Well, I’d definitely heard of this film, but clearly had no idea what is was about- poisonous doilies? It doesn’t help that the poster (Grant throwing Lane over his shoulder) makes it look like a gender comedy, and not a black comedy set on Halloween.

But it’s definitely the most revered and remember of the list so far, even though Grant cited it as one of his least favorite performances. It was remade as a 1969 ABC Movie of the week starring Bob Crane, and again in 1971 as a German TV movie, so that’s something as well.

The Best Video Of It On YouTube:

The first scene in the film is actually a completely random and inexpicable riot between the Brooklyn Dodgers and New York Yankees. Um, ok?

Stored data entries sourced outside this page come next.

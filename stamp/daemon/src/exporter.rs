//! Telemetry exporters
//!
//! CSV for the per-packet table, JSON for the run summary.

use crate::{telemetry::DrainReport, types::RunSummary};
use anyhow::{Context, Result};
use std::{
    fs::File,
    io::{BufWriter, Write},
    path::PathBuf,
};

/// Column header of the CSV table
pub const CSV_HEADER: &str = "ssid,seq,test_tx,test_rx,reply_tx,reply_rx";

/// Trait for telemetry exporters
pub trait TelemetryExporter {
    /// Export the rows of one drain pass
    fn export(&self, report: &DrainReport) -> Result<()>;
}

/// Write the CSV table to any sink
///
/// Timestamps are Unix seconds with six decimal places.
pub fn write_csv<W: Write>(mut writer: W, report: &DrainReport) -> Result<()> {
    writeln!(writer, "{}", CSV_HEADER)?;
    for row in &report.rows {
        writeln!(
            writer,
            "{},{},{:.6},{:.6},{:.6},{:.6}",
            row.ssid, row.seq, row.test_tx, row.test_rx, row.reply_tx, row.reply_rx
        )?;
    }
    writer.flush()?;
    Ok(())
}

/// CSV exporter
pub struct CsvExporter {
    output_path: PathBuf,
}

impl CsvExporter {
    pub fn new(output_path: PathBuf) -> Self {
        Self { output_path }
    }
}

impl TelemetryExporter for CsvExporter {
    fn export(&self, report: &DrainReport) -> Result<()> {
        let file = File::create(&self.output_path)
            .with_context(|| format!("Failed to create output file: {:?}", self.output_path))?;

        write_csv(BufWriter::new(file), report)
            .with_context(|| format!("Failed to write to output file: {:?}", self.output_path))
    }
}

/// JSON run summary exporter
pub struct JsonExporter {
    output_path: PathBuf,
    pretty: bool,
}

impl JsonExporter {
    /// Create a new JSON exporter
    ///
    /// # Arguments
    ///
    /// * `output_path` - Path to output file
    /// * `pretty` - Enable pretty-printing
    pub fn new(output_path: PathBuf, pretty: bool) -> Self {
        Self {
            output_path,
            pretty,
        }
    }

    pub fn export_summary(&self, summary: &RunSummary) -> Result<()> {
        let json = if self.pretty {
            serde_json::to_string_pretty(summary)?
        } else {
            serde_json::to_string(summary)?
        };

        let mut file = File::create(&self.output_path)
            .with_context(|| format!("Failed to create output file: {:?}", self.output_path))?;

        file.write_all(json.as_bytes())
            .with_context(|| format!("Failed to write to output file: {:?}", self.output_path))?;

        Ok(())
    }
}
//! STAMP XDP programs - Kernel Space
//!
//! Two XDP entry points share one object file:
//!
//! - `stamp_reflector` turns Session-Sender test packets into replies and
//!   transmits them back out of the receiving interface.
//! - `stamp_collector` consumes reflected replies and records their
//!   timestamps in the `STAMP_DATA` ring for the userspace drain.
//!
//! ## Architecture
//!
//! ```text
//! frame -> XdpFrame (bounds-checked) -> HeaderCursor -> StampCodec
//!                                                        |
//!               +----------------------------------------+
//!               v                                        v
//!        ReflectorEngine -> XDP_TX            CollectorEngine -> XDP_DROP
//!                                                  |
//!                                    COUNTER (fetch-add) + STAMP_DATA
//! ```
//!
//! Anything that is not a well-formed STAMP packet gets XDP_PASS.
//!
//! ## Usage
//!
//! This program must be compiled for the bpfel-unknown-none target:
//!
//! ```bash
//! cargo build --release --target=bpfel-unknown-none
//! ```
//!
//! The compiled bytecode is then loaded by the userspace program.

#![no_std]
#![no_main]

mod frame;
mod handlers;
mod helpers;
mod maps;

// Re-export XDP entry points so they're visible to the loader
pub use handlers::{stamp_collector, stamp_reflector};

// Re-export maps for verification
pub use maps::{COUNTER, STAMP_DATA, STATS};

#[cfg(not(test))]
#[panic_handler]
fn panic(_info: &core::panic::PanicInfo) -> ! {
    // The engines have no panicking paths; the verifier rejects any that remain
    loop {}
}
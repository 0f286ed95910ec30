//! Ring slot allocation for the telemetry store
//!
//! The shared counter holds the number of tickets handed out so far. Each
//! allocation is one atomic fetch-and-add, and the slot is the ticket modulo
//! the ring capacity, so concurrent collectors on different CPUs never get
//! the same slot within one lap and no increment is lost. The counter is
//! 64 bits wide so it cannot wrap during a run.

use core::num::NonZeroU32;
use core::sync::atomic::{AtomicU64, Ordering};

/// Source of ring slots for the collector
///
/// Consulted only after a frame has been validated, so an implementation
/// that has to look up its counter cell does so for accepted replies only.
pub trait SlotAllocator {
    /// Claim the next slot, or `None` if the counter cannot be reached
    fn allocate(&self) -> Option<u32>;
}

/// Wrapping slot allocator over a shared counter cell
#[derive(Clone, Copy, Debug)]
pub struct RingIndexAllocator<'a> {
    counter: &'a AtomicU64,
    capacity: NonZeroU32,
}

impl<'a> RingIndexAllocator<'a> {
    pub fn new(counter: &'a AtomicU64, capacity: NonZeroU32) -> Self {
        Self { counter, capacity }
    }

    /// Claim the next slot
    #[inline(always)]
    pub fn next_slot(&self) -> u32 {
        let ticket = self.counter.fetch_add(1, Ordering::Relaxed);
        slot_for_ticket(ticket, self.capacity)
    }
}

impl SlotAllocator for RingIndexAllocator<'_> {
    #[inline(always)]
    fn allocate(&self) -> Option<u32> {
        Some(self.next_slot())
    }
}

/// Ring slot for a ticket
#[inline(always)]
pub fn slot_for_ticket(ticket: u64, capacity: NonZeroU32) -> u32 {
    // Remainder is below capacity, which fits in u32
    (ticket % u64::from(capacity.get())) as u32
}
//! Shared data structures between kernel and userspace
//!
//! Map values must be repr(C) to ensure consistent memory layout
//! between eBPF programs and userspace code.

/// 64-bit NTP timestamp
///
/// Whole seconds since 1900-01-01 in the upper word, fractional seconds
/// (units of 2^-32 s) in the lower word. Held in host byte order once decoded.
#[repr(C)]
#[derive(Clone, Copy, Debug, Default, PartialEq, Eq)]
pub struct Ntp64 {
    /// Seconds since the NTP epoch
    pub seconds: u32,
    /// Fractional seconds
    pub fraction: u32,
}

impl Ntp64 {
    /// Wire length in bytes
    pub const LEN: usize = 8;

    pub const fn new(seconds: u32, fraction: u32) -> Self {
        Self { seconds, fraction }
    }

    /// Decode from network byte order
    #[inline(always)]
    pub fn from_be_bytes(bytes: [u8; 8]) -> Self {
        Self {
            seconds: u32::from_be_bytes([bytes[0], bytes[1], bytes[2], bytes[3]]),
            fraction: u32::from_be_bytes([bytes[4], bytes[5], bytes[6], bytes[7]]),
        }
    }

    /// Encode to network byte order
    #[inline(always)]
    pub fn to_be_bytes(self) -> [u8; 8] {
        let s = self.seconds.to_be_bytes();
        let f = self.fraction.to_be_bytes();
        [s[0], s[1], s[2], s[3], f[0], f[1], f[2], f[3]]
    }
}

/// Round-trip sample extracted by the collector
///
/// One record is written per accepted reply packet into the telemetry ring.
/// Never mutated after creation; overwritten when the ring wraps.
#[repr(C)]
#[derive(Clone, Copy, Debug, Default, PartialEq, Eq)]
pub struct TelemetryRecord {
    /// Session-Sender identifier
    pub session_id: u16,
    /// Padding for alignment
    pub _padding: [u8; 2],
    /// Reflector sequence number
    pub sequence: u32,
    /// Sender's original transmit time
    pub test_tx: Ntp64,
    /// Reflector's receive time
    pub test_rx: Ntp64,
    /// Reflector's send time
    pub reply_tx: Ntp64,
    /// Collector arrival time (monotonic nanoseconds)
    pub reply_rx: u64,
}

/// Terminal action for one frame
#[derive(Clone, Copy, Debug, PartialEq, Eq)]
pub enum Verdict {
    /// Send the rewritten frame back out of the receiving interface
    Transmit,
    /// Absorb the frame; it is not forwarded
    Consume,
    /// Hand the frame to the rest of the network path unchanged
    PassThrough,
}

// Compile-time layout checks
// These will fail to compile if the map value layout drifts
const _: () = {
    assert!(core::mem::size_of::<Ntp64>() == 8);
    assert!(core::mem::size_of::<TelemetryRecord>() == 40);
    assert!(core::mem::align_of::<TelemetryRecord>() == 8);
    assert!(
        core::mem::size_of::<TelemetryRecord>() % core::mem::align_of::<TelemetryRecord>() == 0
    );
};

// Implement Aya's Pod trait for userspace usage
#[cfg(feature = "userspace")]
mod userspace_impls {
    use super::*;

    // Pod trait implementations for reading map values in userspace
    unsafe impl aya::Pod for Ntp64 {}
    unsafe impl aya::Pod for TelemetryRecord {}
}

#[cfg(test)]
mod tests {
    use super::*;
    use core::mem;

    #[test]
    fn telemetry_record_field_offsets() {
        assert_eq!(mem::offset_of!(TelemetryRecord, session_id), 0);
        assert_eq!(mem::offset_of!(TelemetryRecord, sequence), 4);
        assert_eq!(mem::offset_of!(TelemetryRecord, test_tx), 8);
        assert_eq!(mem::offset_of!(TelemetryRecord, test_rx), 16);
        assert_eq!(mem::offset_of!(TelemetryRecord, reply_tx), 24);
        assert_eq!(mem::offset_of!(TelemetryRecord, reply_rx), 32);
    }

    #[test]
    fn ntp64_wire_order() {
        let ts = Ntp64::new(0x0102_0304, 0x0506_0708);
        assert_eq!(ts.to_be_bytes(), [1, 2, 3, 4, 5, 6, 7, 8]);
        assert_eq!(Ntp64::from_be_bytes(ts.to_be_bytes()), ts);
    }
}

Elsewhere on YouTube- a clip reel set to “Bad Day” by R.E.M. (?), and some no-goodnick has actually posted the entire thing in pieces starting here, if the law doesn’t bother you.

Leftover Thoughts:

  • The Roosevelt gag runs pretty thin after a while, what with the bugle playing and the constant charging up imaginary San Juan Hills, but you have to admire the commitment to the bit, I guess.
  • Two changes from the play to the film: someone does drink the wine and die, but the studio wasn’t big on innocent people kicking it (you know, besides the thirteen already dead). Also, when (spoiler) Mortimer finds out he’s adopted, he yells “Elaine, did you hear! I’m a bastard!” in the play, which is softened to “I’m the son of a sea captain!” for the national audience. Really? (end spoiler)
  • “When you say ‘others,’ do you mean… others?”
Coming up on the top 250 Countdown:

Monday: Network

Wednesday: Roman Holiday

Friday: A Christmas Story

1 Response to "IMDB #245: Arsenic And Old Lace"

  1. Anonymous says:

    It's funny that "It's A Wonderful Life" was a box office failure when it opened because people found it to be too much of a "downer."